Dire écrivaine ou pompière, écrire des ingénieur.e.s, des salarié.e.s. Ces suggestions hérissent certains amoureux de la langue française, mais les partisans d’une communication non-sexiste sont convaincus que langage et écriture peuvent contribuer à l’égalité femmes-hommes.
En 2015, le Haut conseil à l’égalité entre les femmes et les hommes avait publié un guide incitant les pouvoirs publics à adopter une communication « sans stéréotypes de sexe ».
« Une langue qui rend les femmes invisibles est la marque d’une société où elles jouent un second rôle », faisait-il valoir, rappelant que la règle du masculin qui l’emporte sur le féminin n’a pas toujours existé mais a été instaurée au XVIIe siècle. Plusieurs ministères, institutions, collectivités et universités se sont depuis engagés à appliquer ces recommandations. Mais le sujet était resté assez éloigné du grand public.
Jusqu’à ce que le Figaro fasse état fin septembre d’un manuel scolaire de CE2, publié il y a six mois par les éditions Hatier et rédigé en « écriture inclusive ». Les noms de métiers y sont écrits ainsi: agriculteur.rice.s, artisan.e.s, commerçant.e.s.
Il y a quelques jours, le ministère du Travail a publié un guide de bonnes pratiques pour aider les petites et moyennes entreprises à atteindre l’égalité professionnelle femmes-hommes. Parmi ses recommandations, « éliminer toutes les expressions sexistes » telles que Mademoiselle (« Monsieur et Madame suffisent »), accorder les noms de métier avec le sexe de la personne (ingénieure, cheffe d’équipe) ou encore user du masculin et féminin: « dites les clientes et les clients. Par écrit vous pouvez simplifier: les client.e.s ».
Révolution
Pour Olga Trostiansky, présidente du Laboratoire de l’Egalité, partenaire de ce guide, « ce travail est très important, de l’ordre du symbole, et peut participer à l’évolution et la réflexion sur ces sujets ». Mais « il n’y a aucune obligation », souligne-t-elle auprès de l’AFP. « Il y a des étapes à franchir. Certaines entreprises peuvent plus facilement travailler sur la féminisation des noms de métiers, avancer sur directrice, technicienne… Ce qui leur semble plus compliqué, c’est l’écriture ».
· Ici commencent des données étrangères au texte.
//! Stored entries and protocol results.

use std::collections::BTreeMap;
use std::time::Duration;

use serde::{Deserialize, Serialize};
use serde_json::Value;

/// Version written into the store file.
pub const STORE_FORMAT_VERSION: u32 = 1;

/// Outcome slot of an entry.
#[derive(Clone, Debug, PartialEq, Serialize, Deserialize)]
#[serde(tag = "state", content = "value", rename_all = "snake_case")]
pub enum StoredOutcome {
    /// Reserved; the owner is still executing.
    Pending,
    /// Terminal outcome, replayed to duplicates.
    Complete(Value),
}

/// One idempotency entry.
///
/// `input_hash` never changes after creation.
#[derive(Clone, Debug, PartialEq, Serialize, Deserialize)]
pub struct StoreEntry {
    /// Hash of the canonical request that created the entry.
    pub input_hash: String,
    /// Pending sentinel or terminal outcome.
    pub outcome: StoredOutcome,
    /// Creation (or completion) time, Unix milliseconds.
    pub created_at: u64,
}

impl StoreEntry {
    /// A fresh pending entry.
    pub fn pending(input_hash: &str, now_millis: u64) -> Self {
        Self {
            input_hash: input_hash.to_string(),
            outcome: StoredOutcome::Pending,
            created_at: now_millis,
        }
    }

    /// Whether the entry is still reserved.
    pub fn is_pending(&self) -> bool {
        matches!(self.outcome, StoredOutcome::Pending)
    }

    /// Whether the entry has outlived `ttl` at `now_millis`.
    pub fn is_expired(&self, now_millis: u64, ttl: Duration) -> bool {
        now_millis.saturating_sub(self.created_at) >= ttl.as_millis() as u64
    }
}

/// Entries keyed by composite key.
pub type EntryMap = BTreeMap<String, StoreEntry>;

/// On-disk layout of the store file.
#[derive(Debug, Default, Serialize, Deserialize)]
pub struct StoreFile {
    /// Format version.
    #[serde(default)]
    pub version: u32,
    /// All entries.
    #[serde(default)]
    pub entries: EntryMap,
}

/// Result of a non-mutating `lookup`.
#[derive(Clone, Debug, PartialEq)]
pub enum Lookup {
    /// No live entry.
    Miss,
    /// A live entry is still pending.
    Pending,
    /// A terminal outcome exists for this request.
    Replay(Value),
    /// The key is held by a different request.
    Conflict {
        /// Hash recorded for the key.
        stored_hash: String,
    },
}

/// Result of `reserve`.
#[derive(Clone, Debug, PartialEq)]
pub enum Reservation {
    /// The caller now owns the request and must execute it.
    Execute,
    /// Another caller owns the request and has not finished.
    Pending,
    /// A terminal outcome exists for this request.
    Replay(Value),
    /// The key is held by a different request.
    Conflict {
        /// Hash recorded for the key.
        stored_hash: String,
    },
}
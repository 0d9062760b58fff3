//! # folio-kernel
//!
//! Safe, repeatable edits against a remote block-structured workspace.
//!
//! A remote write that times out may or may not have landed. The kernel
//! makes every write safe to retry:
//! - [`MutationCoordinator`] runs each logical request at most once, backed
//!   by the cross-process store in `folio-store`, and replays the stored
//!   outcome to duplicates
//! - after an ambiguous failure, the command's recovery probe reads the
//!   remote state back before deciding success or failure
//! - [`DocumentEditor`] addresses blocks by content selectors instead of ids,
//!   and replaces sibling ranges under an optimistic-concurrency fingerprint
//!
//! The remote side is the [`DocumentService`] trait; [`MemoryWorkspace`] is
//! the in-process implementation used by tests and local tooling.

pub mod blocks;
pub mod config;
pub mod coordinator;
pub mod editor;
pub mod error;
pub mod remote;
pub mod schema_cache;

pub use blocks::{
    Anchor, FlatTree, RangeOutcome, RangePlan, RangeSpec, ScanLimits, SelectorResolution,
    execute_plan, fingerprint, flatten, plan_range, resolve_selector, resolve_single,
};
pub use config::{CONFIG_ENV, ConfigError, FolioConfig};
pub use coordinator::{CoordinatorConfig, Mutation, MutationCoordinator, MutationOutcome};
pub use editor::{DocumentEditor, Placement};
pub use error::{FolioError, FolioResult, RemoteError};
pub use remote::{
    ChildPage, DocumentService, InsertPosition, MemoryWorkspace, PropertySchema, RemoteOp,
    RemotePage, RemoteResult,
};
pub use schema_cache::SchemaCache;
//! Store error types.

use std::io;
use std::path::PathBuf;
use std::time::Duration;

use folio_types::ErrorKind;
use thiserror::Error;

/// Errors raised by the idempotency store.
#[derive(Debug, Error)]
pub enum StoreError {
    /// The store lock could not be acquired within the wait budget.
    #[error("timed out acquiring store lock {} after {:.2}s ({attempts} attempts)", path.display(), waited.as_secs_f64())]
    LockTimeout {
        /// Lock file path.
        path: PathBuf,
        /// How long we waited.
        waited: Duration,
        /// Number of acquisition attempts.
        attempts: u32,
    },

    /// `complete` was called with a request hash that differs from the stored one.
    #[error("request hash mismatch for {command}: stored {stored}, given {given}")]
    HashMismatch {
        /// Command of the entry.
        command: String,
        /// Hash recorded at reservation.
        stored: String,
        /// Hash supplied by the caller.
        given: String,
    },

    /// The backing file could not be parsed.
    #[error("store file {} is corrupt: {reason}", path.display())]
    Corrupt {
        /// Store file path.
        path: PathBuf,
        /// Parser message.
        reason: String,
    },

    /// The store was closed.
    #[error("idempotency store is closed")]
    Closed,

    /// I/O error.
    #[error("store I/O error: {0}")]
    Io(#[from] io::Error),

    /// Serialization error.
    #[error("store serialization error: {0}")]
    Serialization(#[from] serde_json::Error),
}

impl StoreError {
    /// Map onto the caller-facing taxonomy.
    pub fn kind(&self) -> ErrorKind {
        match self {
            StoreError::LockTimeout { .. } => ErrorKind::RetryableUpstream,
            _ => ErrorKind::InternalError,
        }
    }
}

/// Store result type.
pub type StoreResult<T> = Result<T, StoreError>;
C’est de fait le sujet qui déclenche le plus de réactions. « Je me considère comme un homme féministe » mais « je suis très réservé » car « cette écriture inclusive, elle morcèle les mots », disait récemment le ministre de l’Education, Jean-Michel Blanquer, sur LCI.
Plus virulent, le philosophe Raphaël Enthoven, chroniqueur sur Europe 1, s’élève contre une « agression de la syntaxe par l’égalitarisme » qui donne « des mots illisibles », et fustige « une réécriture qui appauvrit le langage ».
« Les féministes contemporain.e.s tombent dans le même piège que les nouveaux antiracistes: ils.elles rejettent l’égalité d’individus abstraits pour introduire une différenciation sans fin entre sexes, races et origines diverses », écrit pour sa part Gaspard Koenig, philosophe et président du groupe de réflexion libéral « Générationlibre », dans une tribune publiée par Les Echos.
Pour Raphaël Haddad, dirigeant de Mots-Clés, une agence de communication qui a publié fin 2016 un manuel d’écriture inclusive, ces débats, qui se « focalisent sur le point milieu », utilisé pour séparer deux lettres, ont l’avantage de « faire accepter de manière massive la féminisation des noms de métiers. Il y a dix ans, la critique était sur ambassadrice, préfète… », rappelle-t-il à l’AFP.
En un an, son guide gratuit a été téléchargé « 25.000 fois », dont 6.000-7.000 depuis la médiatisation du manuel scolaire. « La révolution est en cours », estime M. Haddad, citant le Cnam, célèbre Conservatoire national des arts et métiers, devenu récemment sur toutes ses communications « Ecole d’ingénieur.e.s ».
Pour Maria Candea, sociolinguiste à l’université Sorbonne-Nouvelle, ce débat est « une consécration » pour un langage inventé de longue date par les féministes, repris ensuite par des mouvements anarchistes. « Peu importe la forme qu’on lui donne, l’essentiel c’est que ce langage permet de rendre tout le monde visible », explique-t-elle à l’AFP. « Si une langue n’évolue pas, elle meurt. »
Début 2018, l’association de certification Afnor proposera « deux nouveaux modèles de clavier » français où apparaîtra notamment le « point milieu ». Ce projet, soutenu par les féministes, a initialement été lancé car ce signe est utilisé en catalan et en occitan, a précisé l’Afnor à l’AFP.